The amounts payable hereunder shall not be reduced by the Executive's
earnings from other employment or self-employment after termination of his
employment with the Employers. The Executive agrees that, except for such other
payments and benefits to which the Executive may be entitled as expressly
provided by the terms of this Agreement, the payments provided for under this
Section 8(a)(iii) shall constitute liquidated damages and shall be in complete
satisfaction of the Employers' obligations under this Agreement.
(iv) In addition to the liquidated damages above described that are
payable to the Executive, subject to Section 11 of this Agreement, in the event
of any such termination without Cause or termination with Good Reason, during
the period in which payments are required to be made under Section 8(a)(iii)(A)
above, or for three years in the case of a termination described in Section
8(a)(iii)(B) above, or such longer period as may be provided by the terms of the
appropriate plan, the Employers shall continue in effect all medical,
prescription drug, dental, disability, employee life, group life and accidental
death insurance and other employee welfare plans for the benefit of the
Executive and, if applicable, the Executive's family, which would have been
provided to them in accordance with Section 4 of this Agreement if the
Executive's employment had not been terminated; provided, however, that if the
Executive is eligible to receive medical, prescription drug or dental
benefits under an employee benefits plan sponsored by a subsequent employer, the
medical prescription drug and dental benefits described herein shall be
secondary to those provided under such other plan during such applicable period
of eligibility.
(v) Subject to Section 11 of this Agreement, in the event of any such
termination without Cause or termination with Good Reason, if upon the date of
termination of the Executive's employment the Executive holds any options with
respect to stock of Corporation, all such options will immediately become
exercisable upon such date and will be exercisable for not less than three
months thereafter. To the extent such acceleration of vesting or exercisability
of such options is not permissible under the terms of any plan pursuant to which
the options were granted, Employers will pay to Executive, in a lump sum, within
three month after termination of employment, an amount equal to the excess, if
any, of the aggregate fair market value of all stock of Corporation subject to
such options, determined on the date of termination of employment, over the
aggregate option price of such stock, and Executive will surrender all such
options unexercised. For the purposes of this Agreement, in the event that such
stock is listed on an established national or regional stock exchange, is
admitted to quotation on the Nasdaq Stock Market, or is publicly traded in an
established securities market, in determining the fair market value of the
stock, Employers shall use the average of the closing prices of such stock on
such exchange or in such market (the highest such closing price if there is more
than one such exchange or market) on the five trading dates immediately before
the date of termination (or, if there is no such closing price, then the Board
shall use the mean between the highest bid and lowest asked prices or between
the high and low prices on such date), or, if no sale of the Stock has been made
on one or more of such dates, on the next preceding day on which any such sale
shall have been made.
(vi) For purposes of this Agreement:
"Cause" shall mean the Executive's personal dishonesty, willful
misconduct, breach of fiduciary duty involving personal profit, willful failure
to perform stated duties, willful violation of any law, rule, or regulation
(other than traffic violations or similar offenses) or final cease-and-desist
order of the Federal Deposit Insurance Corporation ("FDIC") or a material breach
of any provisions of this Agreement.
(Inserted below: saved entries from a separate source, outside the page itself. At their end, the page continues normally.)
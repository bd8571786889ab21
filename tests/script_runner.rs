//! Runs every transcript in tests/scripts/ and compares its output with the
//! sibling .expected file.

use std::path::Path;

use quill::testing;
use quill::InterpreterConfig;
use termcolor::{ColorChoice, StandardStream};

#[test]
fn integration_scripts() {
    let root = Path::new(env!("CARGO_MANIFEST_DIR")).join("tests/scripts");
    let cases = testing::discover(&root).expect("scripts directory should be readable");
    assert!(!cases.is_empty(), "No .scm test scripts found in tests/scripts/");

    let mut stdout = StandardStream::stdout(ColorChoice::Auto);
    let summary = testing::run_directory_with_output(&root, &InterpreterConfig::default(), &mut stdout)
        .expect("scripts should run");

    assert_eq!(summary.passed, cases.len());
    assert_eq!(summary.failed, 0, "Some integration scripts failed");
}

#[test]
fn cases_are_sorted_and_paired() {
    let root = Path::new(env!("CARGO_MANIFEST_DIR")).join("tests/scripts");
    let cases = testing::discover(&root).unwrap();
    let mut sorted = cases.clone();
    sorted.sort_by(|a, b| a.script.cmp(&b.script));
    assert_eq!(cases, sorted);
    for case in &cases {
        assert_eq!(case.expected.extension().unwrap(), "expected");
        assert_eq!(case.expected.file_stem(), case.script.file_stem());
    }
}
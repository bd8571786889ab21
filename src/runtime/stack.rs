//! Native stack growth for deep recursion.
//!
//! Evaluation recurses on the host stack, and debug builds use a lot of it
//! per level. `stacker` grows the stack on demand so the interpreter's depth
//! counter, not the host thread size, decides when recursion stops.

/// Runs `f`, first growing the stack if less than the red zone remains.
#[inline]
#[cfg(not(target_arch = "wasm32"))]
pub fn ensure_sufficient_stack<R>(f: impl FnOnce() -> R) -> R {
    const RED_ZONE: usize = 128 * 1024;
    const STACK_PER_RECURSION: usize = 1024 * 1024;

    stacker::maybe_grow(RED_ZONE, STACK_PER_RECURSION, f)
}

#[inline]
#[cfg(target_arch = "wasm32")]
pub fn ensure_sufficient_stack<R>(f: impl FnOnce() -> R) -> R {
    f()
}
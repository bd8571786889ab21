pub use crate::config::InterpreterConfig;
pub use crate::errors::{ErrorKind, SchemeError, SourceContext};
pub use crate::numeric::Number;
pub use crate::runtime::environment::Environment;
pub use crate::runtime::symbol::{Symbol, SymbolTable};
pub use crate::runtime::Interpreter;
pub use crate::value::{EvalResult, Value};

pub mod atoms;
pub mod cli;
pub mod config;
pub mod errors;
pub mod macros;
pub mod numeric;
pub mod repl;
pub mod runtime;
pub mod syntax;
pub mod testing;
pub mod value;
For purposes of this paragraph, no act, or
failure to act, on the Executive's part shall be considered "willful" unless
done, or omitted to be done, by him not in good faith and without reasonable
belief that his action or omission was in the best interest of the Employers;
provided that any act or omission to act on the Executive's behalf in reliance
upon an opinion of counsel satisfactory to the Employers shall not be deemed to
be willful.
"Good Reason" shall mean:
(1) the assignment to the Executive by the Employers of duties
materially inconsistent with the Executive's position, duties, responsibilities,
and status as President and Chief Executive Officer of the Employers, a material
adverse change in the Executive's titles or offices, any removal of the
Executive from or any failure to reelect the Executive to any of such officer
positions, except in connection with the termination of his employment for
Cause, or any action that would have a material adverse effect on the physical
conditions in which or location at which the Executive performs his employment
duties;
(2) a reduction by the Employers in the Executive's salary under
Section 2(a) without the Executive's consent; or
(3) any other action or inaction that constitutes a material
breach by the Employers or either of them of this Agreement.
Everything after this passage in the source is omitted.